Practical proteomics information

18 ul of sample will be injected per LC-MS run. Minimally 50 ul peptide solution (particle free, pH 2 to 4) has to be handed in. The detection limit for our nLC-MS system is better than 0.5 fmol. Please see our Proteomics Sample Preparation Protocol for details how to prepare samples.

Before every measuring series, the system [nLC (Proxeon EASY nLC) + MS (Thermo Orbitrap) + MSMS (Thermo LTQ-XL)] is checked by measuring a standard BSA digest. Points that are checked include LC peak width as well as MS and MSMS sensitivity. Also, no peptides from previous injections should be visual. When everything is alright, and only then, the next sample set will be injected with a “fast” cleaning gradient directly after each measurement gradient.


Sample type

Number of samples per day

Standard gradient

In gel digests


Intermediate gradient

FASP samples low in hydrophobic peptides


Long gradient

FASP samples rich in hydrophobic peptides


When the standard gradient is used (generally used for samples obtained after an in-gel-digestion), the total measuring time is 2 hours per sample. Because of the checks before and some cleaning gradients after each sample set, 10 samples can be measured per day using the standard gradient. It is advised to put the Controls/Blancs first in your sample list, followed by the Samples. When the long gradient is used (e.g. for FASP samples), then maximally 4 samples can be measured in one day. When less than the maximal amount of samples is handed in, then the remaining time will be filled with cleaning gradients. Minimally one complete measurement day will therefore always be used and charged. When the system is so heavily contaminated that it cannot be cleaned within the same day (e.g. due to high concentrations of detergents) then an extra measurement day can be charged.

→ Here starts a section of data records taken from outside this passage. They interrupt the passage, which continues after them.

use super::{Estimator, valid_frequency};

/// Zero-crossing statistics of a signal.
#[derive(Debug, Clone, Copy, PartialEq)]
pub struct ZeroCrossings {
    /// Number of sign changes.
    pub count: usize,
    /// Position of the first sign change, in samples.
    pub first: f64,
    /// Position of the last sign change, in samples.
    pub last: f64,
}

impl ZeroCrossings {
    /// Converts the crossing statistics into a frequency.
    ///
    /// Two crossings make one period, so `count - 1` crossings spanning
    /// `last - first` samples give `0.5 * (count - 1)` periods.
    /// Returns `None` with fewer than two crossings.
    pub fn frequency(&self, sample_rate: f64) -> Option<f64> {
        if self.count <= 1 {
            return None;
        }
        let span = self.last - self.first;
        if span <= 0.0 {
            return None;
        }
        valid_frequency(sample_rate * 0.5 * (self.count - 1) as f64 / span)
    }
}

/// Counts the sign changes of `samples`.
///
/// A sample is positive when it is strictly greater than zero, so exact zeros
/// belong to the negative side. With `interpolate` set, each crossing is
/// placed between the two straddling samples by linear interpolation instead
/// of at the index of the sample that flipped the sign.
pub fn count_zero_crossings(samples: &[f64], interpolate: bool) -> ZeroCrossings {
    let mut crossings = ZeroCrossings {
        count: 0,
        first: 0.0,
        last: 0.0,
    };
    let Some(&first_sample) = samples.first() else {
        return crossings;
    };

    let mut positive = first_sample > 0.0;
    for (index, pair) in samples.windows(2).enumerate() {
        let (previous, current) = (pair[0], pair[1]);
        if (current > 0.0) == positive {
            continue;
        }
        positive = !positive;

        let position = if interpolate {
            // The two samples lie on opposite sides of zero, so the
            // denominator cannot vanish.
            index as f64 + previous / (previous - current)
        } else {
            (index + 1) as f64
        };

        if crossings.count == 0 {
            crossings.first = position;
        }
        crossings.last = position;
        crossings.count += 1;
    }
    crossings
}

/// Estimates pitch by counting sign changes over the block.
///
/// Cheap and accurate on clean periodic tones, but easily fooled by strong
/// harmonics or noise; the smoother downstream absorbs the outliers.
#[derive(Debug, Clone, Default)]
pub struct ZeroCrossingEstimator {
    interpolate: bool,
}

impl ZeroCrossingEstimator {
    pub fn new(interpolate: bool) -> Self {
        Self { interpolate }
    }
}

impl Estimator for ZeroCrossingEstimator {
    fn name(&self) -> &'static str {
        "zero_crossing"
    }

    fn estimate(&mut self, samples: &[f64], sample_rate: f64) -> Option<f64> {
        count_zero_crossings(samples, self.interpolate).frequency(sample_rate)
    }
}
//! Pipeline configuration.
//!
//! Loaded from JSON by the binary; every field has a default so a partial
//! file (or none at all) is valid.

use serde::{Deserialize, Serialize};

use crate::error::PitchError;
use crate::pitch::{EstimatorKind, FrequencyRange, Instrument};

/// Which samples the estimator analyses each cycle.
#[derive(Debug, Clone, Copy, PartialEq, Eq, Default, Serialize, Deserialize)]
#[serde(rename_all = "snake_case")]
pub enum AnalysisSource {
    /// Channel 0 of the incoming block.
    #[default]
    Block,
    /// A snapshot of the history buffer, oldest sample first.
    History,
}

#[derive(Debug, Clone, PartialEq, Serialize, Deserialize)]
#[serde(default)]
pub struct PitchConfig {
    /// Frames per processing cycle delivered by the capture host.
    pub block_size: usize,
    /// Requested capture rate in Hz.
    pub sample_rate: u32,
    pub history_capacity: usize,
    /// Write channel 0 of each block into the history buffer.
    pub record_history: bool,
    pub analysis_source: AnalysisSource,
    /// Number of raw estimates the smoother keeps.
    pub window_size: usize,
    /// Fraction trimmed from each end of the sorted window, in `[0, 0.5)`.
    pub trim_fraction: f64,
    /// Skip non-positive ("no estimate") entries when averaging.
    pub ignore_non_positive: bool,
    pub estimator: EstimatorKind,
    pub interpolate_crossings: bool,
    pub min_frequency: f64,
    pub max_frequency: f64,
    /// Preset search band; replaces `min_frequency`/`max_frequency` when set.
    pub instrument: Option<Instrument>,
    /// RMS below which the lag and spectral estimators report nothing.
    pub silence_threshold: f64,
    pub amdf_exponent: f64,
    pub harmonics: usize,
    /// Gain used when the host does not supply one.
    pub gain_percent: f64,
}

impl Default for PitchConfig {
    fn default() -> Self {
        Self {
            block_size: 1024,
            sample_rate: 44_100,
            history_capacity: 1024,
            record_history: true,
            analysis_source: AnalysisSource::Block,
            window_size: 64,
            trim_fraction: 0.25,
            ignore_non_positive: true,
            estimator: EstimatorKind::ZeroCrossing,
            interpolate_crossings: true,
            min_frequency: 40.0,
            max_frequency: 2000.0,
            instrument: None,
            silence_threshold: 1e-4,
            amdf_exponent: 1.0,
            harmonics: 4,
            gain_percent: 100.0,
        }
    }
}

impl PitchConfig {
    /// The band the lag and spectral estimators search.
    pub fn frequency_range(&self) -> FrequencyRange {
        match self.instrument {
            Some(instrument) => instrument.range(),
            None => FrequencyRange::new(self.min_frequency, self.max_frequency),
        }
    }

    /// Switches the search band to an instrument preset.
    pub fn set_instrument(&mut self, instrument: Instrument) {
        let range = instrument.range();
        self.instrument = Some(instrument);
        self.min_frequency = range.min;
        self.max_frequency = range.max;
    }

    pub fn validate(&self) -> Result<(), PitchError> {
        for (name, value) in [
            ("block_size", self.block_size),
            ("history_capacity", self.history_capacity),
            ("window_size", self.window_size),
            ("harmonics", self.harmonics),
        ] {
            if value == 0 {
                return Err(PitchError::ZeroCapacity { name });
            }
        }
        if self.sample_rate == 0 {
            return Err(PitchError::InvalidSampleRate(self.sample_rate as f64));
        }
        if !(0.0..0.5).contains(&self.trim_fraction) {
            return Err(PitchError::InvalidTrim(self.trim_fraction));
        }
        let range = self.frequency_range();
        let range_ok = range.min.is_finite()
            && range.max.is_finite()
            && range.min > 0.0
            && range.min < range.max;
        if !range_ok {
            return Err(PitchError::InvalidFrequencyRange {
                min: range.min,
                max: range.max,
            });
        }
        if self.analysis_source == AnalysisSource::History && !self.record_history {
            return Err(PitchError::HistoryNotRecorded);
        }
        if !(self.amdf_exponent.is_finite() && self.amdf_exponent > 0.0) {
            return Err(PitchError::Invalid(format!(
                "amdf_exponent {} must be positive",
                self.amdf_exponent
            )));
        }
        if !(self.silence_threshold.is_finite() && self.silence_threshold >= 0.0) {
            return Err(PitchError::Invalid(format!(
                "silence_threshold {} must be non-negative",
                self.silence_threshold
            )));
        }
        Ok(())
    }
}
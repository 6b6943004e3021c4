/// Errors raised while setting up a pitch pipeline.
#[derive(Debug, thiserror::Error, PartialEq)]
pub enum PitchError {
    #[error("{name} must be non-zero")]
    ZeroCapacity { name: &'static str },

    #[error("trim fraction {0} is outside [0, 0.5)")]
    InvalidTrim(f64),

    #[error("invalid frequency range {min}..{max} Hz")]
    InvalidFrequencyRange { min: f64, max: f64 },

    #[error("sample rate {0} Hz must be positive")]
    InvalidSampleRate(f64),

    #[error("analysis_source is history but record_history is off")]
    HistoryNotRecorded,

    #[error("invalid configuration: {0}")]
    Invalid(String),
}
//! # Smoothing Module
//!
//! Reduces a rolling window of raw frequency estimates to one robust value.
//!
//! Raw estimates from a single block are noisy: a zero-crossing count can
//! jump an octave on a strong harmonic, and silent blocks produce no estimate
//! at all. The smoother keeps the last `S` estimates, sorts a scratch copy,
//! trims a fraction from each end and averages the middle.

/// Value pushed into the window for a cycle without an estimate.
pub const NO_ESTIMATE: f64 = 0.0;

/// Rolling window of raw estimates with a trimmed-mean reduction.
#[derive(Debug, Clone)]
pub struct TrimmedMeanSmoother {
    window: Vec<f64>,
    /// Slot the next estimate is written to.
    next: usize,
    /// Number of slots written since construction or the last reset.
    filled: usize,
    ignore_non_positive: bool,
    scratch: Vec<f64>,
}

impl TrimmedMeanSmoother {
    /// Creates a window of `size` estimates.
    ///
    /// With `ignore_non_positive` set, non-positive entries ("no estimate"
    /// cycles) are skipped when averaging so gaps do not drag the result
    /// toward zero.
    ///
    /// # Panics
    /// * If `size` is zero
    pub fn new(size: usize, ignore_non_positive: bool) -> Self {
        assert!(size > 0, "smoothing window size must be non-zero");
        Self {
            window: vec![NO_ESTIMATE; size],
            next: 0,
            filled: 0,
            ignore_non_positive,
            scratch: Vec::with_capacity(size),
        }
    }

    /// Inserts a raw estimate, overwriting the oldest once the window is full.
    pub fn push(&mut self, estimate: f64) {
        self.window[self.next] = estimate;
        self.next = (self.next + 1) % self.window.len();
        self.filled = (self.filled + 1).min(self.window.len());
    }

    /// Inserts an estimator result, recording `None` as [`NO_ESTIMATE`].
    pub fn push_estimate(&mut self, estimate: Option<f64>) {
        self.push(estimate.unwrap_or(NO_ESTIMATE));
    }

    /// Trimmed mean of the window.
    ///
    /// Sorts the written entries, discards the lowest `floor(n * trim)` and
    /// everything from `ceil(n * (1 - trim))` upward, then averages what is
    /// left.
    ///
    /// # Returns
    /// * `Some(mean)` - The smoothed estimate
    /// * `None` - Nothing survived trimming and filtering
    pub fn value(&mut self, trim_fraction: f64) -> Option<f64> {
        let n = self.filled;
        if n == 0 {
            return None;
        }

        self.scratch.clear();
        self.scratch.extend_from_slice(&self.window[..n]);
        self.scratch.sort_by(f64::total_cmp);

        let trim = trim_fraction.clamp(0.0, 1.0);
        let low = (n as f64 * trim).floor() as usize;
        // ceil(n * (1 - trim)) == n - floor(n * trim) for integer n.
        let high = n.saturating_sub(low);

        let mut sum = 0.0;
        let mut count = 0usize;
        for &value in self.scratch.iter().take(high).skip(low) {
            if self.ignore_non_positive && value <= 0.0 {
                continue;
            }
            sum += value;
            count += 1;
        }

        if count == 0 {
            return None;
        }
        let mean = sum / count as f64;
        mean.is_finite().then_some(mean)
    }

    /// Forgets every estimate.
    pub fn reset(&mut self) {
        self.window.fill(NO_ESTIMATE);
        self.next = 0;
        self.filled = 0;
    }

    /// Number of estimates currently in the window.
    pub fn len(&self) -> usize {
        self.filled
    }

    pub fn is_empty(&self) -> bool {
        self.filled == 0
    }

    /// Capacity `S` of the window.
    pub fn window_size(&self) -> usize {
        self.window.len()
    }
}

#[cfg(test)]
mod tests {
    use super::*;
    use approx::assert_relative_eq;

    fn smoother_with(values: &[f64], ignore_non_positive: bool) -> TrimmedMeanSmoother {
        let mut smoother = TrimmedMeanSmoother::new(values.len(), ignore_non_positive);
        for &value in values {
            smoother.push(value);
        }
        smoother
    }

    #[test]
    fn outlier_is_trimmed() {
        let mut smoother = smoother_with(&[100.0, 100.0, 100.0, 100.0, 10_000.0], true);
        assert_relative_eq!(smoother.value(0.2).unwrap(), 100.0);
    }

    #[test]
    fn non_positive_entries_are_ignored() {
        let mut smoother = smoother_with(&[440.0, -1.0, 440.0, 0.0, 440.0], true);
        assert_relative_eq!(smoother.value(0.2).unwrap(), 440.0);
    }

    #[test]
    fn basic_variant_keeps_non_positive_entries() {
        // Sorted: [-1, 0, 440, 440, 440]; trimming one from each end keeps
        // [0, 440, 440].
        let mut smoother = smoother_with(&[440.0, -1.0, 440.0, 0.0, 440.0], false);
        assert_relative_eq!(smoother.value(0.2).unwrap(), 880.0 / 3.0);
    }

    #[test]
    fn no_trim_is_plain_mean() {
        let mut smoother = smoother_with(&[1.0, 2.0, 3.0, 6.0], true);
        assert_relative_eq!(smoother.value(0.0).unwrap(), 3.0);
    }

    #[test]
    fn all_filtered_is_no_estimate() {
        let mut smoother = smoother_with(&[0.0, -5.0, 0.0], true);
        assert_eq!(smoother.value(0.25), None);
        assert_eq!(TrimmedMeanSmoother::new(4, true).value(0.25), None);
    }

    #[test]
    fn trimming_everything_is_no_estimate() {
        let mut smoother = smoother_with(&[1.0, 2.0, 3.0, 4.0], true);
        assert_eq!(smoother.value(0.5), None);
    }

    #[test]
    fn window_overwrites_oldest() {
        let mut smoother = TrimmedMeanSmoother::new(3, true);
        for value in [1000.0, 2000.0, 3000.0, 10.0, 20.0, 30.0] {
            smoother.push(value);
        }
        assert_eq!(smoother.len(), 3);
        assert_relative_eq!(smoother.value(0.0).unwrap(), 20.0);
    }

    #[test]
    fn partially_filled_window_uses_written_slots_only() {
        let mut smoother = TrimmedMeanSmoother::new(64, true);
        smoother.push_estimate(Some(220.0));
        smoother.push_estimate(None);
        smoother.push_estimate(Some(230.0));
        assert_eq!(smoother.len(), 3);
        assert_relative_eq!(smoother.value(0.25).unwrap(), 225.0);
    }

    #[test]
    fn reset_empties_the_window() {
        let mut smoother = smoother_with(&[5.0, 6.0], true);
        smoother.reset();
        assert!(smoother.is_empty());
        assert_eq!(smoother.value(0.0), None);
        assert_eq!(smoother.window_size(), 2);
    }
}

For identification and relative quantitation, the MaxQuant software package will be used. When a database is not publicly available, than a database in fasta format has to be handed in before measurements will be done. Search times necessary to compare the data to the database strongly depend both on the number of LCMS runs as well as on the database size. When a species specific database is used, it will take about 0.5 to 1 hour per run. The MaxQuant search result (a table with identification + normalized intensities) will be filtered with a filtering and statistics software called Perseus leaving confident identifications only. When applicable, a ratio graph will be added as well as significance info and e.g. hierarchical clustering when asked for. Significance info is only available for experiments done at least in triplicate. To be able to do it well, it is advised to do the experiments in fourfold. The Perseus filtered data as well as the original MaxQuant data [+ the protein abundance ratio Graph] will be supplied to you.

In the default MaxQuant graph, the Y-axis, usually named Log Total Intensity, is a summation of all the peak intensities measured of all identified peptides stemming from each protein. It is an indicator of the protein amount present in the samples.

The X-axis shows the ratio of the proteins peak intensities between each data set, usually named Sample and Control. In the example graph below, the majority of proteins do not vary in concentration between the Sample and Control data sets, resulting in a large cluster of proteins centered around a ratio of 1. These “non-variable” proteins often show up in a droplet shaped cluster since the variation between Sample and Control is (relatively) largest for low abundance proteins. 

In the graph it is easy to see that there are also proteins observed outside the droplet shape which actually are the main proteins of interest. For those proteins, on the right hand side of the droplet shaped “non-variable” proteins, the abundance in the sample is higher than in the control.


One remark. Since MaxQuant uses peak intensities for its calculations, chromatographic column overloading will result in relatively lower peaks for the most abundant proteins and therefore always have a ratio of 1.